Segment Start: DATA RECORDS
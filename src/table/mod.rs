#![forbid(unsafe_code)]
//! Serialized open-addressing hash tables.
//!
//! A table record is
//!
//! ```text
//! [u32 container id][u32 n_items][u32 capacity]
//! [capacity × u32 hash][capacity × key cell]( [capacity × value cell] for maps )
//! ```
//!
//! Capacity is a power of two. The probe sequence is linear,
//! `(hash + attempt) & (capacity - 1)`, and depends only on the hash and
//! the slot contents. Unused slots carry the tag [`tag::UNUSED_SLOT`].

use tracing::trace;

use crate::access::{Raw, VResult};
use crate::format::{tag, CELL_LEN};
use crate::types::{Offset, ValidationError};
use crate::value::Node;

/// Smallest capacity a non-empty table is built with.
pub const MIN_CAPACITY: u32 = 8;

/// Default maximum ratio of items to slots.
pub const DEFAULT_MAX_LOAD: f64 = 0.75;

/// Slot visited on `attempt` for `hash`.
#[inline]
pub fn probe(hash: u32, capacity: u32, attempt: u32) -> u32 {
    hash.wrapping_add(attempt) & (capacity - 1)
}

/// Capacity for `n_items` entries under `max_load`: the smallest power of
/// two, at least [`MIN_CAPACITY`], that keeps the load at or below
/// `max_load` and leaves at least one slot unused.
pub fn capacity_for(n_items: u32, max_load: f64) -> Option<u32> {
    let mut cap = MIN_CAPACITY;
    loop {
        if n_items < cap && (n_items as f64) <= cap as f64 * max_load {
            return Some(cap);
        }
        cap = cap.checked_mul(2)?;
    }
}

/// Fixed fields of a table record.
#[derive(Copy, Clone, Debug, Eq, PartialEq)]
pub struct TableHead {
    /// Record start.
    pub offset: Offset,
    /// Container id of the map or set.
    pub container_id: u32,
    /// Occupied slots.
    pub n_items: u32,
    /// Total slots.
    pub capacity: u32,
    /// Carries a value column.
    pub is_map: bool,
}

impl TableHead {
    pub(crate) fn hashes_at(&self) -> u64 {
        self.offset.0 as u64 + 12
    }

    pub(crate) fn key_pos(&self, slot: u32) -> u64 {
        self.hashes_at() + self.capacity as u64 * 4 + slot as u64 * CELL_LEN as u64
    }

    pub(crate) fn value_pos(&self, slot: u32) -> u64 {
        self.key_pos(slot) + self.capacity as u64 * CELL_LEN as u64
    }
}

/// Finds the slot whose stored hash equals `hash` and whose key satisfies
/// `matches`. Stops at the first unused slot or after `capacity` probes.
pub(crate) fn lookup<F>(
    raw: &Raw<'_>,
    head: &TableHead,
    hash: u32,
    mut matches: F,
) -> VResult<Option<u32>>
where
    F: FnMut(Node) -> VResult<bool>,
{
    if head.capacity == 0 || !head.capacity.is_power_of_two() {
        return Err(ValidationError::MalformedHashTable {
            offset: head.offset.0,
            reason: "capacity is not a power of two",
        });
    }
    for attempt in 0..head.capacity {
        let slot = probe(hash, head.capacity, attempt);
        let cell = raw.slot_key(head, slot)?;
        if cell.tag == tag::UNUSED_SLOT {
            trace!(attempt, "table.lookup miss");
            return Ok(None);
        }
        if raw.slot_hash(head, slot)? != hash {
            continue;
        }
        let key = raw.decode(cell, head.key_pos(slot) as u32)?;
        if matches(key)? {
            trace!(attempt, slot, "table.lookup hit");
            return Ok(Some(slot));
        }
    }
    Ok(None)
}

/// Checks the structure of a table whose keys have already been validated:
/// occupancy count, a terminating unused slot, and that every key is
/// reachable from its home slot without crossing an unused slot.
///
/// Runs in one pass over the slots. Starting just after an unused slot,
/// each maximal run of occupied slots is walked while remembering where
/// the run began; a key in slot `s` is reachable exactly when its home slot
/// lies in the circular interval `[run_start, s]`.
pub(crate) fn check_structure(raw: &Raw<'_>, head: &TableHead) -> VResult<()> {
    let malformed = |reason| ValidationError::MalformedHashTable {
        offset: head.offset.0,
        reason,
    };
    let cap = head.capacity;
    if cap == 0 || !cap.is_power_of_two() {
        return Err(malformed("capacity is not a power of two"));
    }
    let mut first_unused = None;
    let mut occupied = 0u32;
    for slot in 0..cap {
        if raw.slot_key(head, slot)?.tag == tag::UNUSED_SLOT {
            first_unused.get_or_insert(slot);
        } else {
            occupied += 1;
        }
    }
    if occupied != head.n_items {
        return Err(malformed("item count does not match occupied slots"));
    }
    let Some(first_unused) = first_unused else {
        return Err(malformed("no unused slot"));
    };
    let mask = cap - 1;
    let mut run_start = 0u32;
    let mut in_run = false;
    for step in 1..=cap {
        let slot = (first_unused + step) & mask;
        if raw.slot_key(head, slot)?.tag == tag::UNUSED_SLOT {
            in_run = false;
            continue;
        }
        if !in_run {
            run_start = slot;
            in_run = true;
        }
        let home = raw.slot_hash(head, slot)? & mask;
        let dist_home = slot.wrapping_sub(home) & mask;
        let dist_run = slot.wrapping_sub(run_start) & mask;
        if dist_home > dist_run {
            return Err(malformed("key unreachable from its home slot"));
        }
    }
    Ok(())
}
Segment End: DATA RECORDS
> _INSTRUCTIONS FOR THE TASK_
Retype word for word everything in the listing above from the line that holds "for step in" down to the line that holds "let dist_run = slot.wrapping_sub(run_start)". Keep both end lines and leave out the rest.

> _REPLY TO THE TASK_
    for step in 1..=cap {
        let slot = (first_unused + step) & mask;
        if raw.slot_key(head, slot)?.tag == tag::UNUSED_SLOT {
            in_run = false;
            continue;
        }
        if !in_run {
            run_start = slot;
            in_run = true;
        }
        let home = raw.slot_hash(head, slot)? & mask;
        let dist_home = slot.wrapping_sub(home) & mask;
        let dist_run = slot.wrapping_sub(run_start) & mask;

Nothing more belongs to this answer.